### What you have to do
Produce a copy of every line in the records that holds the string "crate".
-- Source data follows --
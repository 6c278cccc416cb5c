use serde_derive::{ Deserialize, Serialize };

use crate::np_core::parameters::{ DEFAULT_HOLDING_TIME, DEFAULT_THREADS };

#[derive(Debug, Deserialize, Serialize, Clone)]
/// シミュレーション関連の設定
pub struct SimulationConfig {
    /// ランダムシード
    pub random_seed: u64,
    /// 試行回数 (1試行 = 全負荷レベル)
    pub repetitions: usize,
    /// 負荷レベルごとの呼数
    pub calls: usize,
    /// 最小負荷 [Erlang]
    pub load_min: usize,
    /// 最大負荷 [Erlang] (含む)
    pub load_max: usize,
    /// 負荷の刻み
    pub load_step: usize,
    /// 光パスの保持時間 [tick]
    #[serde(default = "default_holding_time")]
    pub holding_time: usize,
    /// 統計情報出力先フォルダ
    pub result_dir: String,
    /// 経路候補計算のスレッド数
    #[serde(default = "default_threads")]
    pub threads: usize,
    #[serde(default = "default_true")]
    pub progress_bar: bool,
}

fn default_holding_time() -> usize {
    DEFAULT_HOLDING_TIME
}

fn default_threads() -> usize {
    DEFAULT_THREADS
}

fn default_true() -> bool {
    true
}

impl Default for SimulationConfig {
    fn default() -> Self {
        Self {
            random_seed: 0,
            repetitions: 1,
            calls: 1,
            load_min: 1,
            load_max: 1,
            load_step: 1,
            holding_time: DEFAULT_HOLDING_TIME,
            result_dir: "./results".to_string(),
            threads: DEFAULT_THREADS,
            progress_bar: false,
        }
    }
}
-- Source data concluded --
-- Source data follows --
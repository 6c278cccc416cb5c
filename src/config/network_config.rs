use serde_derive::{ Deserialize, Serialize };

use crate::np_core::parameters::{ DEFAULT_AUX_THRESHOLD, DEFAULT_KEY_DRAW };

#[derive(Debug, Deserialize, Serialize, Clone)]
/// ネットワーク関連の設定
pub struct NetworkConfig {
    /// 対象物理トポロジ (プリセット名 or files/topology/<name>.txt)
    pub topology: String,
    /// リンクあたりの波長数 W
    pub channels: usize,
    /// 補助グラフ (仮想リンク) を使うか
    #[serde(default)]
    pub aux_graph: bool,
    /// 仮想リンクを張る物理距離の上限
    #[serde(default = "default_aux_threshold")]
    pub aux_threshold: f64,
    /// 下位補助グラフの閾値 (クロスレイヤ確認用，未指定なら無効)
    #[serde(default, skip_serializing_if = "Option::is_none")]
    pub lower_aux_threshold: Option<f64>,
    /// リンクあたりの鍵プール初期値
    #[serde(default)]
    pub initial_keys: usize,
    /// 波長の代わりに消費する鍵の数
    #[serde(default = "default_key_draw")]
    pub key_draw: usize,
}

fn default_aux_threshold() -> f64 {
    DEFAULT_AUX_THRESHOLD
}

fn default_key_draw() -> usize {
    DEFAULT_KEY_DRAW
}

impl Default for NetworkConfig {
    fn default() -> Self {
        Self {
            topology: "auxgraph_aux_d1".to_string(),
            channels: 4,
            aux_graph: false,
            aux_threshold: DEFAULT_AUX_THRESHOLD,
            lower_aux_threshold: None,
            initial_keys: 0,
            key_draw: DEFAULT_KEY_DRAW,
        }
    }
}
-- Source data concluded --
### Solution below
use crate::np_core::parameters::{ DEFAULT_HOLDING_TIME, DEFAULT_THREADS };
use crate::np_core::parameters::{ DEFAULT_AUX_THRESHOLD, DEFAULT_KEY_DRAW };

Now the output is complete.